Thursday, February 20, 2014

Whose Freedom Is To Die For?

 
Is democracy inherently righteous?

If it is, then we should fight to the death for it, right?

But we don't, do we?  Look at all of the misery being inflicted upon the citizens of North Korea, for example, a country full of people who have no idea how enslaved they are to their ruling family's despotism.  If freedom by democracy is so virtuous, why aren't we signing up to go over there and fight for the freedom of North Koreans?

Okay, so maybe we're not obligated to provide every resident of this planet with democratic freedom.  At least, that's what we seem to be reminding ourselves when we consider our options regarding places like North Korea.  It's kinda hard to free a people group who don't know what freedom is, right?  Besides, there's plenty of other action to watch around the world, as different societies seem to be struggling for the same thing:  freedom.  Democracy.  Human rights.  From Venezuela to Ukraine to Thailand and beyond, people are protesting against their established governments, arguing for their version of freedom.

There are, after all, at least two sides to every story.

Yet, if we're not careful, might we risk oversimplifying these conflicts?  And if we're born-again, evangelical Christians, might we risk ascribing to the fight for freedom and democracy an imperative God never Himself bestows?

In other words, is the concept of political freedom truly worth dying for?

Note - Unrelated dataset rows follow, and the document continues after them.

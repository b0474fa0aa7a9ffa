// Copyright 2026 the Liftoff Authors
// SPDX-License-Identifier: Apache-2.0 OR MIT

//! Display outputs.
//!
//! An [`Output`] drives one CRTC and owns the layers shown on it. Its layer
//! list is kept in priority order: the allocator reorders it at the start of
//! every apply.

use alloc::vec::Vec;
use core::fmt;

use crate::layer::LayerId;

/// A handle to an output owned by a [`Device`](crate::device::Device).
#[derive(Clone, Copy, PartialEq, Eq, Hash)]
pub struct OutputId {
    pub(crate) idx: u32,
    pub(crate) generation: u32,
}

impl OutputId {
    /// Returns the raw slot index (for diagnostics only).
    #[inline]
    #[must_use]
    pub const fn index(self) -> u32 {
        self.idx
    }
}

impl fmt::Debug for OutputId {
    fn fmt(&self, f: &mut fmt::Formatter<'_>) -> fmt::Result {
        write!(f, "OutputId({}@gen{})", self.idx, self.generation)
    }
}

/// One display pipeline.
#[derive(Clone, Debug)]
pub struct Output {
    crtc_id: u32,
    crtc_index: usize,
    pub(crate) layers: Vec<LayerId>,
    pub(crate) composition_layer: Option<LayerId>,
    pub(crate) layers_changed: bool,
    pub(crate) reused_count: u32,
}

impl Output {
    pub(crate) fn new(crtc_id: u32, crtc_index: usize) -> Self {
        Self {
            crtc_id,
            crtc_index,
            layers: Vec::new(),
            composition_layer: None,
            layers_changed: false,
            reused_count: 0,
        }
    }

    /// CRTC object id.
    #[must_use]
    pub fn crtc_id(&self) -> u32 {
        self.crtc_id
    }

    /// Position of the CRTC in the device's CRTC list.
    #[must_use]
    pub fn crtc_index(&self) -> usize {
        self.crtc_index
    }

    /// Layers, highest priority first.
    #[must_use]
    pub fn layers(&self) -> &[LayerId] {
        &self.layers
    }

    /// The layer receiving GPU-composited content, if any.
    #[must_use]
    pub fn composition_layer(&self) -> Option<LayerId> {
        self.composition_layer
    }

    /// How many consecutive applies reused the previous allocation.
    #[must_use]
    pub fn reused_count(&self) -> u32 {
        self.reused_count
    }
}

Life, Liberty, and Pursuit

We've seen the violence live on the Internet and television from Kiev, where at least 70 protesters have reportedly died just in the past couple of days.  In Venezuela, protesters report that during these same couple of days, at least three young demonstrators have been killed by the police.  In Thailand, four protesters have died, and one police officer died after being shot by a protester.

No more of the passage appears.